[Records from a data collection]
□ □ □
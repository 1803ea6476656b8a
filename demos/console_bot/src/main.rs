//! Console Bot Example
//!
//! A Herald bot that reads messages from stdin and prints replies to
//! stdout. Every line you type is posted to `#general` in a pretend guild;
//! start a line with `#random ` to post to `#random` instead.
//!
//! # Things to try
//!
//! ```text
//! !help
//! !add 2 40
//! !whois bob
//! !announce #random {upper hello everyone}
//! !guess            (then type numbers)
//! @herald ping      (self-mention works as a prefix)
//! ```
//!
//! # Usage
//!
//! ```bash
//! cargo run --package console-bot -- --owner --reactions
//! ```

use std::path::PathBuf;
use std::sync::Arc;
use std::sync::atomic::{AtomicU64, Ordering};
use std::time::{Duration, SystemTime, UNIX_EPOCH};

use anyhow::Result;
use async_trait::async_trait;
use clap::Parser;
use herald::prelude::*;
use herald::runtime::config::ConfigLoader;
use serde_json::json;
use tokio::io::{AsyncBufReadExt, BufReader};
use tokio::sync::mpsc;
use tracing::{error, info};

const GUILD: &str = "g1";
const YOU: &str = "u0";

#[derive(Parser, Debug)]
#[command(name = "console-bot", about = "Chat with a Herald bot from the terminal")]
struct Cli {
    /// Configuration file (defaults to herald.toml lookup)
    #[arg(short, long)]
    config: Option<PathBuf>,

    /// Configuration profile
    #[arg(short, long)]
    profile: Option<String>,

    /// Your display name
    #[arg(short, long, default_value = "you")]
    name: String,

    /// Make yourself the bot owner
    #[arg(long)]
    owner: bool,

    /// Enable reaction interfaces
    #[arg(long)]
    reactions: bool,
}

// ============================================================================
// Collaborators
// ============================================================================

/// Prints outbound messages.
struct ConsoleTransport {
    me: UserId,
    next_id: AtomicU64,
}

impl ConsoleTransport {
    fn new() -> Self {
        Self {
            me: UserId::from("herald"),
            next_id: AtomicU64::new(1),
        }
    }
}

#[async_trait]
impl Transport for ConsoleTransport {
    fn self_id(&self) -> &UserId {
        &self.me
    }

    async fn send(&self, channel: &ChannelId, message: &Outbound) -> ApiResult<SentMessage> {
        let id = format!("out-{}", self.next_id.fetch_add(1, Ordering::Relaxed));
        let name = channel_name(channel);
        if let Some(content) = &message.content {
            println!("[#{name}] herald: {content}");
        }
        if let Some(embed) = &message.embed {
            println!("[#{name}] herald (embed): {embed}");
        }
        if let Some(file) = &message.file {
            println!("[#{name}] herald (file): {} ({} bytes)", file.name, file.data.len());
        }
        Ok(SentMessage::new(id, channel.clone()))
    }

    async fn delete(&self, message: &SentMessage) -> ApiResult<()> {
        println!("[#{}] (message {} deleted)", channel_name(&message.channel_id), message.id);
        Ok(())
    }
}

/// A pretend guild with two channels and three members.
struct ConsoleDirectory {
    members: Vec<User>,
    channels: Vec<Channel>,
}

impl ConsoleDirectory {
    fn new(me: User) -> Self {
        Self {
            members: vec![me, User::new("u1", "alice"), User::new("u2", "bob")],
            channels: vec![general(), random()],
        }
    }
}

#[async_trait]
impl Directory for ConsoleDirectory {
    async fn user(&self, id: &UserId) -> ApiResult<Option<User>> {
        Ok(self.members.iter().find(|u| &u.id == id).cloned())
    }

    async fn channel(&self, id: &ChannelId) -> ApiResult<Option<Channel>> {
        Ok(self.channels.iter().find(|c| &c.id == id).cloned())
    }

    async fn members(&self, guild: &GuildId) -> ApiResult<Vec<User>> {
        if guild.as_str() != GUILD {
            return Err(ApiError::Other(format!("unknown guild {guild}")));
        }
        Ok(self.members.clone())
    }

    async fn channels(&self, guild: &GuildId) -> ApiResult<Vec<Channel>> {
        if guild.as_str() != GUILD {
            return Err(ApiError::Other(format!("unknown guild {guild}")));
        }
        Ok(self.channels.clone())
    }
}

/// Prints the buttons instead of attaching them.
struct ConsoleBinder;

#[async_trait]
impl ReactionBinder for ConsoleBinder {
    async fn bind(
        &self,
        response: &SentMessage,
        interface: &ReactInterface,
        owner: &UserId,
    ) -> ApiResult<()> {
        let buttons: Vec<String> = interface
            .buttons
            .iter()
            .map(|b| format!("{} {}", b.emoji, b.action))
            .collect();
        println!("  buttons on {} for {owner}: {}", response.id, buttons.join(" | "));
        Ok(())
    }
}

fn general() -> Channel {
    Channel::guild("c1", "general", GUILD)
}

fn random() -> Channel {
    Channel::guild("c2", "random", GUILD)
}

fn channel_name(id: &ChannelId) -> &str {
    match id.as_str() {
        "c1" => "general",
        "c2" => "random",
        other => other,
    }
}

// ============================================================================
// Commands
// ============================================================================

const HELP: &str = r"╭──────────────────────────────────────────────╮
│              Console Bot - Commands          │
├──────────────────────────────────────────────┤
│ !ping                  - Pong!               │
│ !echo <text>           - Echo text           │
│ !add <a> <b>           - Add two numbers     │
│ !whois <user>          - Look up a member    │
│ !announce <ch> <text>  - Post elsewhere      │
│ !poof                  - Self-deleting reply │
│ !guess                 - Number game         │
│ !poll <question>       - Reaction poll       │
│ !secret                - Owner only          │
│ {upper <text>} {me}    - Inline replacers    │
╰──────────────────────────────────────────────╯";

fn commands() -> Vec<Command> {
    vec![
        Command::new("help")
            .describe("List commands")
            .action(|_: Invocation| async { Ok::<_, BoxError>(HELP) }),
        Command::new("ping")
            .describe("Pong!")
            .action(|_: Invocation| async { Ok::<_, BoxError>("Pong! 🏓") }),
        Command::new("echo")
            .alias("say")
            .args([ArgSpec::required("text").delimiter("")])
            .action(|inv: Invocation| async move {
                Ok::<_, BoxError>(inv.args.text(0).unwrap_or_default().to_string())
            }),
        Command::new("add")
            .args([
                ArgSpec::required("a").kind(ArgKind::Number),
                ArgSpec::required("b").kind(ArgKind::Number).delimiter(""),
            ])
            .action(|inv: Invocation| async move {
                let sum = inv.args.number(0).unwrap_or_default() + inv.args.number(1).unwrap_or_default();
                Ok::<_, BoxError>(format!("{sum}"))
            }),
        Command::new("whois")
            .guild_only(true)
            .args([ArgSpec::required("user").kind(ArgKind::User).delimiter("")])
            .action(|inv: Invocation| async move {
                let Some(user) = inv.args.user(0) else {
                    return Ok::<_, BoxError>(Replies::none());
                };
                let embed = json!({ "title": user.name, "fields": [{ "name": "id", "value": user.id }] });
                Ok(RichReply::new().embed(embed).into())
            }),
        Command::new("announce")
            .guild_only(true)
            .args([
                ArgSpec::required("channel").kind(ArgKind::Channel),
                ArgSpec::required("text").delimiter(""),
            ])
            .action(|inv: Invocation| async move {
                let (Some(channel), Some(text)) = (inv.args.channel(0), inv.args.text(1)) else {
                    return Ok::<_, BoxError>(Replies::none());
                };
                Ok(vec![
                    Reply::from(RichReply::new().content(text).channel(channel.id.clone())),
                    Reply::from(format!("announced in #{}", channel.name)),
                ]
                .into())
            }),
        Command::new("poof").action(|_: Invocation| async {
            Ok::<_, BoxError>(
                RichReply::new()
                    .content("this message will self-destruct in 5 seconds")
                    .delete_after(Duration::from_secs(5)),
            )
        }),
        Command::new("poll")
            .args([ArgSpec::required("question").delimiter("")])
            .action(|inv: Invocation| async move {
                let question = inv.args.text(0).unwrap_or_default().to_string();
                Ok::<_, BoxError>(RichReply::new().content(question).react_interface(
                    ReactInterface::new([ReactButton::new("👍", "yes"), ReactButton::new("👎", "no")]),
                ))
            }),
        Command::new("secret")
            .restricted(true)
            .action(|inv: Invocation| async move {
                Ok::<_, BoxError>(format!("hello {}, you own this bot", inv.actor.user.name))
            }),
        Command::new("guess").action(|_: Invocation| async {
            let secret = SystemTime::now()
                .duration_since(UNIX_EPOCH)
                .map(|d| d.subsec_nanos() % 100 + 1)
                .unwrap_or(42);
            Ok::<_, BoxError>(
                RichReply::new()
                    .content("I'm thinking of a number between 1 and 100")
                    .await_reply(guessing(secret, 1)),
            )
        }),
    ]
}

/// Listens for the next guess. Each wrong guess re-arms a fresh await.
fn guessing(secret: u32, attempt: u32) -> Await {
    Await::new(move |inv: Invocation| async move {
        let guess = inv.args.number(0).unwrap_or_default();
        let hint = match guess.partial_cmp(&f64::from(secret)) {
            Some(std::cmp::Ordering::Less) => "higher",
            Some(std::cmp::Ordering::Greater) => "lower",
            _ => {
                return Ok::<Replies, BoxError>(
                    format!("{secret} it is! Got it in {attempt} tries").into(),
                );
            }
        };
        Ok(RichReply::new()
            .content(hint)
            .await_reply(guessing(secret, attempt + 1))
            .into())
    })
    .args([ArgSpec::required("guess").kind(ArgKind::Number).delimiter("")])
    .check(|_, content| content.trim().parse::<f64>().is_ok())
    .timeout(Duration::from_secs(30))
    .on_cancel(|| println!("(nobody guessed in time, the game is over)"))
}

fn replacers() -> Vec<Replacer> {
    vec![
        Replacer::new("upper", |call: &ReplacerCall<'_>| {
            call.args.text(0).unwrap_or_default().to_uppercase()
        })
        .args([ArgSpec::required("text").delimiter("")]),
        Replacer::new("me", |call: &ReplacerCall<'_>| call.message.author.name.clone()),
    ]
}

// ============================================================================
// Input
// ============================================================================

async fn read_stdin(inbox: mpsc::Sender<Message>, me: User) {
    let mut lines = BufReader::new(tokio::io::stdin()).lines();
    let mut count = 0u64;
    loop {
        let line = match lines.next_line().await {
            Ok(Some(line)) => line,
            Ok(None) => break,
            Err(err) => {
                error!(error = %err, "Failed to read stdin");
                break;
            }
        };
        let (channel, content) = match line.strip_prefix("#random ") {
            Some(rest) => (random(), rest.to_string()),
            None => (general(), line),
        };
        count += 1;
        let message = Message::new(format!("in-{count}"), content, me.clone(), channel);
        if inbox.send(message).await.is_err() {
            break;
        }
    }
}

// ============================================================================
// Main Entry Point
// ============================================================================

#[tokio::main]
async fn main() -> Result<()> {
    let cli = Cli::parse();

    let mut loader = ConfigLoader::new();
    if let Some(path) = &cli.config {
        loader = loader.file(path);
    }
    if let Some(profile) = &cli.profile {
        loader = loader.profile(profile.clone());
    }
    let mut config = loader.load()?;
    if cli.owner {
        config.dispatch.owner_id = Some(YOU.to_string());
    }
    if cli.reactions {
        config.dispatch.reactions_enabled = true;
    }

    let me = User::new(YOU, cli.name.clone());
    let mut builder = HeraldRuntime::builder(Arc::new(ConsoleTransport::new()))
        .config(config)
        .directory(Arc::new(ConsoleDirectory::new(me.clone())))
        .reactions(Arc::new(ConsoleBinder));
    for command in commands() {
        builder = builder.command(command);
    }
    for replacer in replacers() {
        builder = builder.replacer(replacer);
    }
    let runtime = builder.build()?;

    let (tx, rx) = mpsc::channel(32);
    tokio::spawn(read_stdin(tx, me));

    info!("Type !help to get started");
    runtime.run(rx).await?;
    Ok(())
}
□ □ □
### Activity
Each line above with the string "into" in it should be located and copied.

### Worked solution
                Ok(RichReply::new().embed(embed).into())
                .into())
                    format!("{secret} it is! Got it in {attempt} tries").into(),
            .into())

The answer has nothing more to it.